Here is one way to proceed from this point. The related auxiliary cubic equation

z³ + (e/2) z² + ((e²-4 g)/16) z - f²/64 = 0

has three roots. Find those roots by solving this cubic (again, see above). None of these is zero because f isn't zero. Let p and q be the square roots of two of those roots (any choices of roots and signs will work), and set

r = -f/(8 p q).

Then p², q², and r² are the three roots of the above cubic. More important is the fact that the four roots of the original quartic are

x = p + q + r - a/4,
x = p - q - r - a/4,
x = -p + q - r - a/4, and
x = -p - q + r - a/4.

This solution was discovered by Leonhard Euler (1707-1783).

Second Solution Method

Here is another way to proceed from the above point. The quartic in y must factor into two quadratics with real coefficients, since any complex roots must occur in conjugate pairs. Write

y⁴ + e y² + f y + g = (y² + h y + j) (y² - h y + g/j)

Since f and g aren't zero, neither j nor h is zero either. Without loss of generality, we can assume h > 0 (otherwise swap the two factors). Then, equating coefficients of y² and y,

e = g/j + j - h²,
f = h (g/j - j).

so

g/j + j = e + h²,
g/j - j = f/h.

Adding and subtracting these two equations,

2 g/j = e + h² + f/h,
2 j = e + h² - f/h.

Multiplying these together,

4 g = e² + 2 e h² + h⁴ - f²/h².

Rearranging,

h⁶ + 2 e h⁴ + (e²-4 g) h² - f² = 0.

This is a cubic equation in h², with known coefficients, since we know e, f, and g. We can use the solution for cubic equations shown above to find a positive real value of h², whose existence is guaranteed by Descartes' Rule of Signs, and then take its positive square root. This value of h will give a value of j from 2 j = e + h² - f/h. Once you know h and j, you know the quadratic factors of the quartic in y. Notice that you do not need all the roots h² of the cubic, and that any positive real one will do. Further notice that h² = 4 z from the previous section.

Once you have factored the quartic into two quadratics, finishing the finding of the roots is simple, using the Quadratic Formula. Once the roots y are found, the corresponding x's are gotten from x = y - a/4.

Let's take one example and solve it for better understanding :

Example :

Find the roots of x⁴ + 6 x³ - 5 x² - 10 x - 3 = 0.

Solution :

• Set x = y - 3/2, substitute and expand,

  y⁴ + (-37/2) y² + 32 y + (-231/16) = 0,
  e = -37/2, f = 32, g = -231/16,
  h⁶ + (-37) h⁴ + 400 h² - 1024 = 0.

  Solving this cubic in h², we find

  h² = 16, h² = (21 + sqrt[185])/2, h² = (21 - sqrt[185])/2.

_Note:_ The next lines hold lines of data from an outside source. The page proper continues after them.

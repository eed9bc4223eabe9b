//! # Database Migrations
//!
//! Embedded SQL migrations for the ledger store.
//!
//! ## How Migrations Work
//! ```text
//! ┌─────────────────────────────────────────────────────────────────────────┐
//! │                      Migration Process                                  │
//! │                                                                         │
//! │  Database::new()                                                       │
//! │       │                                                                 │
//! │       ▼                                                                 │
//! │  Check _sqlx_migrations table (create if missing)                      │
//! │       │                                                                 │
//! │       ▼                                                                 │
//! │  Compare embedded migrations vs applied                                │
//! │       │                                                                 │
//! │       └── 001_initial_schema.sql  (tables, triggers, sequences)        │
//! │       │                                                                 │
//! │       ▼                                                                 │
//! │  Run pending migrations in order, record each in _sqlx_migrations      │
//! │                                                                         │
//! └─────────────────────────────────────────────────────────────────────────┘
//! ```
//!
//! ## Adding New Migrations
//!
//! 1. Create a new file in `migrations/sqlite/` with the next sequence number
//! 2. Name format: `NNN_description.sql`
//! 3. **NEVER** modify existing migrations; always add new ones

use sqlx::SqlitePool;
use tracing::info;

use crate::error::DbResult;

/// Embedded migrations from the workspace `migrations/sqlite` directory.
static MIGRATOR: sqlx::migrate::Migrator = sqlx::migrate!("../../migrations/sqlite");

/// Runs all pending database migrations.
///
/// Idempotent. Each migration runs in its own transaction, in filename order.
pub async fn run_migrations(pool: &SqlitePool) -> DbResult<()> {
    info!("Checking for pending migrations");

    MIGRATOR.run(pool).await?;

    info!("All migrations applied successfully");
    Ok(())
}

/// Returns `(total_migrations, applied_migrations)` for health checks.
pub async fn migration_status(pool: &SqlitePool) -> DbResult<(usize, usize)> {
    let total = MIGRATOR.migrations.len();

    let applied: i64 = sqlx::query_scalar("SELECT COUNT(*) FROM _sqlx_migrations")
        .fetch_one(pool)
        .await
        .unwrap_or(0);

    Ok((total, applied as usize))
}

  We only need one of these, so we pick h² = 16, so

  h = 4,
  j = (e + h² - f/h)/2,
  j = -21/4,

  and one factorization is

  (y² + 4 y - 21/4) (y² - 4 y + 11/4) = 0,

  or

  (x² + 7 x + 3) (x² - x - 1) = 0.

  From here the rest is easy, and

  x = (-7 +- sqrt[37])/2, x = (1 +- sqrt[5])/2,

  are the four roots of the original equation.